A ROLE FOR THE S4 STRUCTURAL MOTIF^*

Maria Paula Faillace, Ramon O. Bernabeu, and Juan I. Korenbrot

From the Department of Physiology, School of Medicine, University of California, San Francisco, California 94143

We examined cellular protein processing and functional expression of photoreceptor cyclic nucleotidegated (CNG) ion channels. In a mammalian cell line, wild type bovine cone photoreceptor channel subunits (bCNGA3) convert from an unglycosylated state, at 90 kDa, to two glycosylated states at 93 and 102 kDa as they transit within the cell to their final location at the plasma membrane. Glycosylation per se is not required to yield functional channels, yet it is a milestone that distinguishes sequential steps in channel protein maturation. CNG ion channels are not gated by membrane voltage although their structure includes the transmembrane S4 motif known to function as the membrane voltage sensor in all voltage-gated ion channels. S4 must be functionally important because its natural mutation in cone photoreceptor CNG channels is associated with achromatopsia, a human autosomal inherited loss of cone function. Point mutation of specific, not all, charged and neutral residues within S4 cause failure of functional channel expression. Cellular channel protein processing fails in every one of the non-functional S4 mutations we studied. Mutant proteins do not reach the 102-kDa glycosylated state and do not arrive at the plasma membrane. They remain trapped within the endoplasmic reticulum and fail to transit out to the Golgi apparatus. Coexpression of cone CNG subunit (CNGB3) does not rescue the consequence of S4 mutations in CNGA3. It is likely that an intact S4 is required for proper protein folding and/or assembly in the endoplasmic reticulum membrane.

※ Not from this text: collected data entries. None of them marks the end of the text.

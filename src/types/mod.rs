// Copyright (c) 2025 ADBC Drivers Contributors
//
// Licensed under the Apache License, Version 2.0 (the "License");
// you may not use this file except in compliance with the License.
// You may obtain a copy of the License at
//
//     http://www.apache.org/licenses/LICENSE-2.0
//
// Unless required by applicable law or agreed to in writing, software
// distributed under the License is distributed on an "AS IS" BASIS,
// WITHOUT WARRANTIES OR CONDITIONS OF ANY KIND, either express or implied.
// See the License for the specific language governing permissions and
// limitations under the License.

//! Type definitions for the job client.
//!
//! This module contains data structures organized by domain:
//! - `job`: Job API request/response types
//! - `result`: Result formats, compression codecs and decoded records

pub mod job;
pub mod result;

// Re-export commonly used types
pub use job::{
    ColumnSchema, JobDetails, JobSummary, JobType, ListJobsParams, QueryOptions,
};
pub use result::{
    CompressionCodec, EncodingPolicy, JobResult, ProgressRecord, Record, ResultFormat,
};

Received for publication, January 5, 2004 , and in revised form, March 8, 2004.

^* The costs of publication of this article were defrayed in part by the payment of page charges. This article must therefore be hereby marked "advertisement" in accordance with 18 U.S.C. Section 1734 solely to indicate this fact.

To whom correspondence should be addressed: Box 0444, University of California, San Francisco, CA 94143. Tel.: 415-476-1652; Fax: 415-476-4929; E-mail: juan{at}itsa.ucsf.edu.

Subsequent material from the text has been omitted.